Even the formatting of the book did not escape unscathed. As @Chris O’Halloran put it, “There’s no reason to sleep on paragraph breaks, people! We eat in bites, not by unhinging our jaws like friggin pythons.” Others had so much trouble following the timeline of events that @Gully ended up writing a 700+ word timeline to help everyone place events in their proper order.

Despite the thorough thrashing HOWLers gave it, FantasticLand was not without its bright spots. The interview format was agreed to be a fun way to tell the story, with several members comparing it to World War Z. One interview in particular was agreed to be genuinely scary and left readers wishing the rest of the novel followed that story thread. And finally, despite all of its flaws, people thought the book was pretty fun. In the end, @Mantis Shrimp summed it up best: “It’s compulsively readable, and it really does resemble a theme park. If you let yourself just get into it, you’ll have a good time screaming when the roller coaster drops. But you also notice all the cheesy decorations and the way the animatronics move in a stilted manner because they aren’t as new as they’re pretending to be.”


  • No.

  • If you like Tommy Wiseau’s The Room, you’ll like this book. This book is best enjoyed with friends so you have someone to commiserate with. At a certain point I started to enjoy disliking it…I don’t know what that says about me…
    ~@Chris O’Halloran

  • I’d watch the warthogs movie. The rest sucks.

  • From straight hype to waste pipe, Bockoven knows how to get your hopes up before taking a dump all over them. The first few chapters will summon your nostalgia of falling down Wikipedia rabbit holes—which is exhilarating if you’re like me—but then the story devolves into ridiculous events retold by unbelievable (if not preachy) characters. I DNFed around the 60% mark.
    ~@Lord Mordi

  • One character in the book colorfully exclaimed “fuck you for pissing on my dream.” I like to imagine Mike Bockoven muttering the same after reading my thoughts about his book. 

  • I didn’t like this book. Fun premise, but the prose was very poor. I think this guy could write a good book at some point, but this isn’t it.

  • This book promises to take you to Disneyland and then brings you to the dentist. Instead of having fun you are left disappointed, uncomfortable and in pain. Mike is out of touch and beats you in the head with boomer propaganda at every opportunity, for one of the worst literary experiences you could have.

  • The shitty americanized version of Battle Royale.
    ~@Pirate Twinkie

  • A case of the sum being less than its parts. While the premise was interesting and some individual chapters were good as a whole it just isn’t written. There are plotholes galore and an author that allows his own personal axe to grind to overpower realistic characterisation.

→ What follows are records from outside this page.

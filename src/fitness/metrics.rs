//─────────────────────────────────────────────────────────────────────────────
// resolution-invariant metrics (SAD/px, PSNR) and completeness
//─────────────────────────────────────────────────────────────────────────────

use crate::raster::Raster;

/// channels the loss is summed over
pub const FITNESS_CHANNELS_F64: f64 = Raster::CHANNELS as f64;

/// PSNR in decibels. `peak` is 1.0 for normalized rasters.
/// higher is better: ~30 dB acceptable, ~35 dB good, 40+ dB very good
#[inline]
pub fn psnr_from_mse(mse: f64, peak: f64) -> f64 {
    let mse = mse.max(1e-12);
    10.0 * ((peak * peak) / mse).log10()
}

/// cached snapshot of metrics derived from a raw loss
#[derive(Clone, Copy, Debug, Default, PartialEq)]
pub struct MetricsSnapshot {
    pub sad_per_px: f64,
    pub psnr: f64,
    /// share of the blank-canvas loss removed so far, 0..=100.
    /// NaN when the base image is itself black and there was nothing to remove
    pub complete_pct: f64,
}

impl MetricsSnapshot {
    /// build from raw SAD, pixel count and the blank-canvas loss.
    /// pseudo-MSE convention: L1 per pixel per channel stands in for MSE.
    pub fn from_sad(sad: f64, num_pixels: usize, blank_loss: f64) -> Self {
        let n = num_pixels.max(1) as f64;
        let sad_per_px = sad / n;
        let pseudo_mse = (sad / (n * FITNESS_CHANNELS_F64)).max(1e-12);
        let psnr = psnr_from_mse(pseudo_mse, 1.0);
        let complete_pct = if blank_loss > 0.0 {
            (blank_loss - sad) / blank_loss * 100.0
        } else {
            f64::NAN
        };
        Self { sad_per_px, psnr, complete_pct }
    }
}

#[cfg(test)]
mod tests {
    use super::*;

    #[test]
    fn perfect_match_has_high_psnr() {
        let m = MetricsSnapshot::from_sad(0.0, 16, 48.0);
        assert!(m.psnr > 100.0);
        assert_eq!(m.sad_per_px, 0.0);
        assert_eq!(m.complete_pct, 100.0);
    }

    #[test]
    fn blank_loss_scores_zero_percent() {
        let m = MetricsSnapshot::from_sad(48.0, 16, 48.0);
        assert_eq!(m.complete_pct, 0.0);
        assert_eq!(m.sad_per_px, 3.0);
        // pseudo-mse of 1.0 at peak 1.0 is 0 dB
        assert!(m.psnr.abs() < 1e-9);
    }

    #[test]
    fn black_base_has_undefined_completeness() {
        let m = MetricsSnapshot::from_sad(0.0, 16, 0.0);
        assert!(m.complete_pct.is_nan());
        assert_eq!(m.sad_per_px, 0.0);
    }
}
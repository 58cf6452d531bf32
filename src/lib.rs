//! progressive hill-climbing image reconstruction from translucent polygons.
//!
//! the engine keeps one accepted scene, mutates a single polygon per step and keeps the
//! candidate only if it lowers the pixel loss. when progress stalls it either grows the
//! scene by one polygon aimed at the worst-approximated pixels, or rolls back to the last
//! snapshot and tries a different placement.

pub mod dna;
pub mod engine;
pub mod error;
pub mod fitness;
pub mod mutate;
pub mod output;
pub mod placement;
pub mod raster;
pub mod render;
pub mod selection;
pub mod settings;

pub use dna::{Color, Genome, Polygon, PolygonId};
pub use engine::{Engine, EngineEvent, EventSink, LogSink, Phase, RunSummary};
pub use error::{Error, Result};
pub use raster::Raster;
pub use render::{CpuRenderer, Renderer};
pub use settings::{EngineInit, Settings};
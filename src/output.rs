use std::fs;
use std::path::{Path, PathBuf};

use crate::dna::Genome;
use crate::engine::{EngineEvent, EventSink};
use crate::error::Result;
use crate::render::Renderer;

fn ensure_parent(path: &Path) -> Result<()> {
    match path.parent() {
        Some(dir) if !dir.as_os_str().is_empty() => Ok(fs::create_dir_all(dir)?),
        _ => Ok(()),
    }
}

/// writes the final render and the generation snapshots of a run
pub struct ResultWriter<R: Renderer> {
    renderer: R,
    output: PathBuf,
}

impl<R: Renderer> ResultWriter<R> {
    pub fn new(renderer: R, output: impl Into<PathBuf>) -> Self {
        Self { renderer, output: output.into() }
    }

    pub fn output(&self) -> &Path {
        &self.output
    }

    /// render `genome` to the output path
    pub fn write_final(&self, genome: &Genome) -> Result<PathBuf> {
        profiling::scope!("ResultWriter::write_final");
        ensure_parent(&self.output)?;
        self.renderer.render(genome)?.save(&self.output)?;
        Ok(self.output.clone())
    }

    /// `out.png` -> `out_gen003.png`, next to the output
    pub fn generation_path(&self, index: usize) -> PathBuf {
        let stem = self
            .output
            .file_stem()
            .map(|s| s.to_string_lossy().into_owned())
            .unwrap_or_else(|| "output".to_owned());
        let ext = self
            .output
            .extension()
            .map(|s| s.to_string_lossy().into_owned())
            .unwrap_or_else(|| "png".to_owned());
        self.output.with_file_name(format!("{}_gen{:03}.{}", stem, index, ext))
    }

    /// one image per snapshot, oldest first
    pub fn write_generations(&self, generations: &[Genome]) -> Result<Vec<PathBuf>> {
        profiling::scope!("ResultWriter::write_generations");
        ensure_parent(&self.output)?;
        generations
            .iter()
            .enumerate()
            .map(|(i, genome)| {
                let path = self.generation_path(i);
                self.renderer.render(genome)?.save(&path)?;
                Ok(path)
            })
            .collect()
    }
}

/// event sink that saves a frame whenever the accepted scene changes for the better.
/// with `min_save`, a frame is only written if it beats the last frame written.
pub struct FrameWriter<R: Renderer> {
    renderer: R,
    dir: PathBuf,
    min_save: bool,
    last_saved: Option<f64>,
    written: usize,
}

impl<R: Renderer> FrameWriter<R> {
    pub fn new(renderer: R, dir: impl Into<PathBuf>, min_save: bool) -> Result<Self> {
        let dir = dir.into();
        fs::create_dir_all(&dir)?;
        Ok(Self {
            renderer,
            dir,
            min_save,
            last_saved: None,
            written: 0,
        })
    }

    /// frames written so far
    pub fn written(&self) -> usize {
        self.written
    }

    pub fn frame_path(&self, evaluation: u64) -> PathBuf {
        self.dir.join(format!("frame_{:08}.png", evaluation))
    }

    fn save_frame(&mut self, evaluation: u64, loss: f64, genome: &Genome) -> Result<()> {
        if self.min_save && self.last_saved.is_some_and(|best| loss >= best) {
            return Ok(());
        }
        profiling::scope!("FrameWriter::save_frame");
        self.renderer.render(genome)?.save(self.frame_path(evaluation))?;
        self.last_saved = Some(self.last_saved.map_or(loss, |best| best.min(loss)));
        self.written += 1;
        Ok(())
    }
}

impl<R: Renderer> EventSink for FrameWriter<R> {
    fn on_event(&mut self, event: &EngineEvent, genome: &Genome) -> Result<()> {
        match *event {
            EngineEvent::Started { loss, .. } => self.save_frame(0, loss, genome),
            EngineEvent::Improved { evaluation, loss, .. } | EngineEvent::Grew { evaluation, loss, .. } => {
                self.save_frame(evaluation, loss, genome)
            }
            _ => Ok(()),
        }
    }
}
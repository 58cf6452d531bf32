use std::path::PathBuf;

use anyhow::{Context, Result};
use clap::Parser;

use polyhill::engine::{Engine, LogSink, NullSink, Tee};
use polyhill::output::{FrameWriter, ResultWriter};
use polyhill::{CpuRenderer, EngineInit, Raster, Settings};

// ---------------- CLI ---------------------------------------------------------
#[derive(Parser, Debug, Clone)]
#[command(author, version, about = "Progressive hill-climbing image reconstruction with polygons", long_about = None)]
struct Args {
    /// JSON settings file; flags below override its fields
    #[arg(short, long)]
    config: Option<PathBuf>,

    /// Path of the base image
    #[arg(short, long)]
    base_image: Option<PathBuf>,

    /// Path of the output image
    #[arg(short, long)]
    output: Option<PathBuf>,

    /// Maximum number of polygons in the scene
    #[arg(short = 'p', long)]
    max_polygons: Option<usize>,

    /// Non-improving steps tolerated before growing or rolling back
    #[arg(short, long)]
    stagnation_limit: Option<u32>,

    /// Evaluation budget
    #[arg(short, long)]
    evaluations: Option<u64>,

    /// Vertices per polygon
    #[arg(short, long)]
    vertices: Option<usize>,

    /// RNG seed
    #[arg(long)]
    seed: Option<u64>,

    /// Directory for frames of accepted improvements
    #[arg(short, long)]
    frames_dir: Option<PathBuf>,

    /// Only save frames that improve on the last saved one
    #[arg(short, long)]
    min_save: bool,

    /// Also render every generation snapshot
    #[arg(short = 'g', long)]
    save_generations: bool,

    /// Disable anti-aliased polygon edges
    #[arg(long)]
    no_anti_alias: bool,

    /// Toggle debug logging
    #[arg(short, long)]
    debug: bool,
}

impl Args {
    fn into_settings(self) -> Result<Settings> {
        let mut settings = match &self.config {
            Some(path) => Settings::load(path)
                .with_context(|| format!("failed to read settings from {}", path.display()))?,
            None => Settings::default(),
        };
        if let Some(v) = self.base_image {
            settings.base_image = v;
        }
        if let Some(v) = self.output {
            settings.output = v;
        }
        if let Some(v) = self.max_polygons {
            settings.max_polygons = v;
        }
        if let Some(v) = self.stagnation_limit {
            settings.stagnation_limit = v;
        }
        if let Some(v) = self.evaluations {
            settings.evaluations = v;
        }
        if let Some(v) = self.vertices {
            settings.vertices = v;
        }
        if let Some(v) = self.seed {
            settings.seed = v;
        }
        if let Some(v) = self.frames_dir {
            settings.frames_dir = Some(v);
        }
        settings.min_save |= self.min_save;
        settings.save_generations |= self.save_generations;
        settings.debug |= self.debug;
        if self.no_anti_alias {
            settings.anti_alias = false;
        }
        Ok(settings)
    }
}

fn init_logger(debug: bool) {
    let default_filter = if debug { "debug" } else { "info" };
    env_logger::Builder::from_env(env_logger::Env::default().default_filter_or(default_filter)).init();
}

// ---------------- MAIN --------------------------------------------------------
fn main() -> Result<()> {
    let settings = Args::parse().into_settings()?;
    init_logger(settings.debug);
    settings.validate().context("invalid settings")?;

    // name rayon's worker threads once at startup
    let _ = rayon::ThreadPoolBuilder::new()
        .thread_name(|i| format!("rayon-{i}"))
        .build_global();

    let base = Raster::load(&settings.base_image)
        .with_context(|| format!("failed to load base image {}", settings.base_image.display()))?;
    log::info!(
        "loaded {} ({}x{})",
        settings.base_image.display(),
        base.width(),
        base.height()
    );

    let renderer = CpuRenderer::new(settings.anti_alias);
    let mut engine = Engine::new(EngineInit::from(&settings), base, renderer)?;

    let log_sink = LogSink::default();
    let summary = match &settings.frames_dir {
        Some(dir) => {
            let frames = FrameWriter::new(renderer, dir, settings.min_save)
                .with_context(|| format!("failed to create frame directory {}", dir.display()))?;
            let mut sink = Tee(log_sink, frames);
            let summary = engine.run(&mut sink)?;
            log::info!("wrote {} frames to {}", sink.1.written(), dir.display());
            summary
        }
        None => engine.run(&mut Tee(log_sink, NullSink))?,
    };

    let writer = ResultWriter::new(renderer, &settings.output);
    let path = writer
        .write_final(&engine.genome)
        .with_context(|| format!("failed to write {}", settings.output.display()))?;
    let sidecar = settings.sidecar_path();
    settings
        .save(&sidecar)
        .with_context(|| format!("failed to save settings to {}", sidecar.display()))?;
    log::debug!("settings saved to {}", sidecar.display());
    if settings.save_generations {
        let paths = writer
            .write_generations(engine.generations())
            .context("failed to write generation snapshots")?;
        log::info!("wrote {} generation snapshots", paths.len());
    }

    log::info!(
        "done: {} polygons, loss {:.3}, {:.2}% complete, {:.2} dB. output: {}",
        summary.polygons,
        summary.loss,
        summary.metrics.complete_pct,
        summary.metrics.psnr,
        path.display()
    );
    Ok(())
}
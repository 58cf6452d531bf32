use rand::distr::weighted::WeightedIndex;
use rand::distr::Distribution;
use rand::Rng;

/// how a polygon is picked for mutation
#[derive(Clone, Copy, Debug, PartialEq, Eq)]
pub enum SelectionPolicy {
    /// w_i ∝ 1/2^(1+i) over paint positions; position 0 (the bottom layer) is favored
    Geometric,
    /// every polygon equally likely. used once the scene is saturated
    Uniform,
}

impl SelectionPolicy {
    /// normalized weights for `count` polygons, indexed by paint position
    pub fn weights(self, count: usize) -> Vec<f64> {
        if count == 0 {
            return Vec::new();
        }
        let raw: Vec<f64> = match self {
            SelectionPolicy::Geometric => (0..count)
                .map(|i| 0.5f64.powi(i as i32 + 1))
                .collect(),
            SelectionPolicy::Uniform => vec![1.0; count],
        };
        let total: f64 = raw.iter().sum();
        raw.into_iter().map(|w| w / total).collect()
    }

    /// draw a paint position, `None` for an empty scene
    pub fn pick<R: Rng>(self, rng: &mut R, count: usize) -> Option<usize> {
        profiling::scope!("SelectionPolicy::pick");
        match self {
            _ if count == 0 => None,
            SelectionPolicy::Uniform => Some(rng.random_range(0..count)),
            SelectionPolicy::Geometric => {
                // the first weight is always 0.5 before normalizing, so the table is never all-zero
                let dist = WeightedIndex::new(self.weights(count)).ok()?;
                Some(dist.sample(rng))
            }
        }
    }
}

#[cfg(test)]
mod tests {
    use super::*;
    use rand::SeedableRng;
    use rand_pcg::Pcg32;

    #[test]
    fn weights_sum_to_one() {
        for policy in [SelectionPolicy::Geometric, SelectionPolicy::Uniform] {
            for n in [1, 2, 3, 10, 64, 2000] {
                let total: f64 = policy.weights(n).iter().sum();
                assert!((total - 1.0).abs() < 1e-9, "{policy:?} n={n} total={total}");
            }
        }
    }

    #[test]
    fn geometric_halves_per_position() {
        let w = SelectionPolicy::Geometric.weights(4);
        assert!(w.windows(2).all(|p| (p[0] / p[1] - 2.0).abs() < 1e-12));
        // 1/2 + 1/4 + 1/8 + 1/16 = 15/16
        assert!((w[0] - 8.0 / 15.0).abs() < 1e-12);
    }

    #[test]
    fn single_polygon_gets_all_the_mass() {
        assert_eq!(SelectionPolicy::Geometric.weights(1), vec![1.0]);
    }

    #[test]
    fn empty_scene_picks_nothing() {
        let mut rng = Pcg32::seed_from_u64(1);
        assert_eq!(SelectionPolicy::Geometric.pick(&mut rng, 0), None);
        assert_eq!(SelectionPolicy::Uniform.pick(&mut rng, 0), None);
        assert!(SelectionPolicy::Geometric.weights(0).is_empty());
    }

    #[test]
    fn geometric_pick_favors_the_bottom_layer() {
        let mut rng = Pcg32::seed_from_u64(7);
        let mut hits = [0usize; 5];
        for _ in 0..4000 {
            let idx = SelectionPolicy::Geometric.pick(&mut rng, 5).unwrap();
            hits[idx] += 1;
        }
        assert!(hits[0] > hits[1] && hits[1] > hits[2]);
        assert!(hits[0] > 1800, "{hits:?}");
    }

    #[test]
    fn uniform_pick_stays_in_range() {
        let mut rng = Pcg32::seed_from_u64(3);
        for _ in 0..500 {
            assert!(SelectionPolicy::Uniform.pick(&mut rng, 3).unwrap() < 3);
        }
    }
}
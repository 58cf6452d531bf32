use thiserror::Error;

use crate::dna::PolygonId;

/// errors surfaced by the search engine and its collaborators
#[derive(Debug, Error)]
pub enum Error {
    /// mismatched buffers, degenerate base image, undecodable image
    #[error("invalid input: {0}")]
    InvalidInput(String),

    /// polygon id absent from the scene. a logic fault the controller must handle explicitly
    #[error("polygon {0} not found in scene")]
    NotFound(PolygonId),

    #[error("sequence position {position} out of range for {len} polygons")]
    OutOfRange { position: usize, len: usize },

    #[error("render failed: {0}")]
    RenderFailure(String),

    #[error("configuration error: {0}")]
    Configuration(String),

    #[error(transparent)]
    Io(#[from] std::io::Error),
}

pub type Result<T> = std::result::Result<T, Error>;
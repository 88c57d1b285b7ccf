//! Per-account normalized history.
//!
//! # Invariants
//! - Within one category every entry key is unique. A repeated
//!   `(Key, category)` keeps the first occurrence; later ones are counted in
//!   [`CategoryHistory::duplicates_collapsed`] and discarded.
//! - Source order is preserved inside a category. Chronological views are
//!   computed on demand and never reorder the stored sequence.

use std::collections::{BTreeMap, HashSet};

use crate::{Category, Key, LedgerEntry};

/// Entries of one category, in source order.
#[derive(Debug, Clone, Default)]
pub struct CategoryHistory {
    entries: Vec<LedgerEntry>,
    seen: HashSet<Key>,
    duplicates: usize,
}

impl CategoryHistory {
    pub fn entries(&self) -> &[LedgerEntry] {
        &self.entries
    }

    pub fn keys(&self) -> &HashSet<Key> {
        &self.seen
    }

    pub fn duplicates_collapsed(&self) -> usize {
        self.duplicates
    }

    fn push(&mut self, entry: LedgerEntry) -> bool {
        if !self.seen.insert(entry.key.clone()) {
            self.duplicates += 1;
            return false;
        }
        self.entries.push(entry);
        true
    }
}

/// Ordered ledger entries for one account, grouped by category.
#[derive(Debug, Clone)]
pub struct AccountHistory {
    pub source: String,
    pub account: String,
    categories: BTreeMap<Category, CategoryHistory>,
    /// Records skipped because no key could be derived.
    pub unkeyed: usize,
    /// Incoming legs dropped because the sender is another tracked account.
    pub self_transfers_dropped: usize,
}

impl AccountHistory {
    pub fn new(source: impl Into<String>, account: impl Into<String>) -> Self {
        Self {
            source: source.into(),
            account: account.into(),
            categories: BTreeMap::new(),
            unkeyed: 0,
            self_transfers_dropped: 0,
        }
    }

    /// Register a category that was fetched, even when it produced no entries,
    /// so reconciliation reports it with zero counts.
    pub fn touch(&mut self, category: Category) {
        self.categories.entry(category).or_default();
    }

    /// Append an entry. Returns `false` when `(key, category)` was already present.
    pub fn push(&mut self, entry: LedgerEntry) -> bool {
        self.categories
            .entry(entry.category)
            .or_default()
            .push(entry)
    }

    pub fn extend<I: IntoIterator<Item = LedgerEntry>>(&mut self, entries: I) {
        for e in entries {
            self.push(e);
        }
    }

    /// Fold another partial history for the same account into this one.
    /// Duplicate entries collapse exactly as with [`push`](Self::push).
    pub fn merge(&mut self, other: AccountHistory) {
        self.unkeyed += other.unkeyed;
        self.self_transfers_dropped += other.self_transfers_dropped;
        for (category, part) in other.categories {
            let slot = self.categories.entry(category).or_default();
            slot.duplicates += part.duplicates;
            for e in part.entries {
                slot.push(e);
            }
        }
    }

    pub fn category(&self, category: Category) -> Option<&CategoryHistory> {
        self.categories.get(&category)
    }

    pub fn entries(&self, category: Category) -> &[LedgerEntry] {
        self.categories
            .get(&category)
            .map(|c| c.entries())
            .unwrap_or(&[])
    }

    /// Categories present, in stable order.
    pub fn categories(&self) -> impl Iterator<Item = (Category, &CategoryHistory)> {
        self.categories.iter().map(|(c, h)| (*c, h))
    }

    /// All entries, category by category, each in source order.
    pub fn iter(&self) -> impl Iterator<Item = &LedgerEntry> {
        self.categories.values().flat_map(|c| c.entries.iter())
    }

    pub fn len(&self) -> usize {
        self.categories.values().map(|c| c.entries.len()).sum()
    }

    pub fn is_empty(&self) -> bool {
        self.len() == 0
    }

    pub fn duplicates_collapsed(&self) -> usize {
        self.categories.values().map(|c| c.duplicates).sum()
    }

    /// Entries oldest-first (ties broken by category, then key) for balance accumulation.
    pub fn chronological(&self) -> Vec<&LedgerEntry> {
        let mut out: Vec<&LedgerEntry> = self.iter().collect();
        out.sort_by(|a, b| {
            a.timestamp
                .cmp(&b.timestamp)
                .then_with(|| a.category.cmp(&b.category))
                .then_with(|| a.key.cmp(&b.key))
        });
        out
    }
}
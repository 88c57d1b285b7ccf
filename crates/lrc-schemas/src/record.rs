//! Raw source records.
//!
//! A [`RawRecord`] is the JSON object a source returned for one ledger item,
//! untouched. Normalization reads from it and keeps a copy on the resulting
//! entry so reports can show the original payload. When normalization had to
//! substitute a sentinel value, the copy carries the reasons under
//! [`PARSE_FLAGS_FIELD`].

use serde::{Deserialize, Serialize};
use serde_json::{Map, Value};

/// Field injected into the retained raw copy listing the parse fallbacks taken.
pub const PARSE_FLAGS_FIELD: &str = "_lrc_parse_flags";

/// A normalization fallback that was applied to a record.
#[derive(Debug, Clone, Copy, PartialEq, Eq, Hash, PartialOrd, Ord, Serialize, Deserialize)]
#[serde(rename_all = "snake_case")]
pub enum ParseFlag {
    /// Timestamp could not be parsed; epoch zero was used.
    Timestamp,
    /// Amount could not be parsed; zero was used.
    Amount,
    /// Fee could not be parsed; zero was used.
    Fee,
    /// Side field missing or blank; the amount was taken as an inflow.
    Side,
}

impl ParseFlag {
    pub fn as_str(&self) -> &'static str {
        match self {
            ParseFlag::Timestamp => "timestamp",
            ParseFlag::Amount => "amount",
            ParseFlag::Fee => "fee",
            ParseFlag::Side => "side",
        }
    }

    fn parse(s: &str) -> Option<ParseFlag> {
        match s {
            "timestamp" => Some(ParseFlag::Timestamp),
            "amount" => Some(ParseFlag::Amount),
            "fee" => Some(ParseFlag::Fee),
            "side" => Some(ParseFlag::Side),
            _ => None,
        }
    }
}

/// Opaque source-specific mapping of field name to value.
#[derive(Debug, Clone, Default, PartialEq, Serialize, Deserialize)]
#[serde(transparent)]
pub struct RawRecord(Map<String, Value>);

impl RawRecord {
    pub fn new(fields: Map<String, Value>) -> Self {
        Self(fields)
    }

    /// Wrap a JSON value; only objects are records.
    pub fn from_value(v: Value) -> Option<Self> {
        match v {
            Value::Object(m) => Some(Self(m)),
            _ => None,
        }
    }

    pub fn get(&self, field: &str) -> Option<&Value> {
        self.0.get(field).filter(|v| !v.is_null())
    }

    /// Field rendered as text: strings are returned trimmed, numbers and
    /// booleans in their JSON form. Blank strings count as absent.
    pub fn text(&self, field: &str) -> Option<String> {
        match self.get(field)? {
            Value::String(s) => {
                let t = s.trim();
                (!t.is_empty()).then(|| t.to_string())
            }
            Value::Number(n) => Some(n.to_string()),
            Value::Bool(b) => Some(b.to_string()),
            _ => None,
        }
    }

    /// Non-negative integer field, accepting JSON integers and digit strings.
    pub fn u64_field(&self, field: &str) -> Option<u64> {
        match self.get(field)? {
            Value::Number(n) => n.as_u64(),
            Value::String(s) => s.trim().parse::<u64>().ok(),
            _ => None,
        }
    }

    pub fn as_map(&self) -> &Map<String, Value> {
        &self.0
    }

    pub fn into_value(self) -> Value {
        Value::Object(self.0)
    }

    /// Copy of this record with `flags` recorded under [`PARSE_FLAGS_FIELD`].
    /// An empty flag list returns an unmodified copy.
    pub fn with_parse_flags(&self, flags: &[ParseFlag]) -> RawRecord {
        let mut copy = self.clone();
        if flags.is_empty() {
            return copy;
        }
        let mut names: Vec<&'static str> = flags.iter().map(ParseFlag::as_str).collect();
        names.sort_unstable();
        names.dedup();
        copy.0.insert(
            PARSE_FLAGS_FIELD.to_string(),
            Value::Array(names.into_iter().map(|n| Value::String(n.into())).collect()),
        );
        copy
    }

    /// Parse fallbacks previously recorded by [`with_parse_flags`](Self::with_parse_flags).
    pub fn parse_flags(&self) -> Vec<ParseFlag> {
        match self.0.get(PARSE_FLAGS_FIELD) {
            Some(Value::Array(items)) => items
                .iter()
                .filter_map(|v| v.as_str().and_then(ParseFlag::parse))
                .collect(),
            _ => Vec::new(),
        }
    }
}

impl From<Map<String, Value>> for RawRecord {
    fn from(m: Map<String, Value>) -> Self {
        Self(m)
    }
}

  • Interesting format, fun premise, one or two cool set pieces. Everything else was a fucking dumpster fire. The author hates young people and doesn’t understand them whatsoever.

  • Oh dear, where do I start? It was fun, and the audiobook narrators were great. But like 90% of this book is completely nonsensical and includes way too much preaching about how teens resort to murder without their phones. Has Bockoven ever met a teen? Another human? No? Well I guess that explains it. Also, weird low key sexism. And to think we could have chosen Shirley Jackson. *Sigh.*
    ~@Cheese Dance

  • About what you’d expect from a third rate Disney World operated by people who hold disdain and contempt for their youthful staff and customers: a few nice thrills if you can get past the misogyny, racism, and general hatred for anyone born after 1990.
    ~@Mantis Shrimp

  • Theme park horror? Check.
    Warring tribes? Check.
    Survival horror? Check.
    Execution? Fail. 


Do you like reading books to make fun of them? Do you seek out the intentionally bad to torture yourself? Are you secretly one of Douglas Adams’ Electric Monks and are so good at suspension of disbelief that you are capable of holding up to 16 entirely different and contradictory ideas simultaneously? If the answer to any of these questions is yes, then you might enjoy the ride this book offers. Otherwise, we cannot in good conscience recommend a trip to FantasticLand.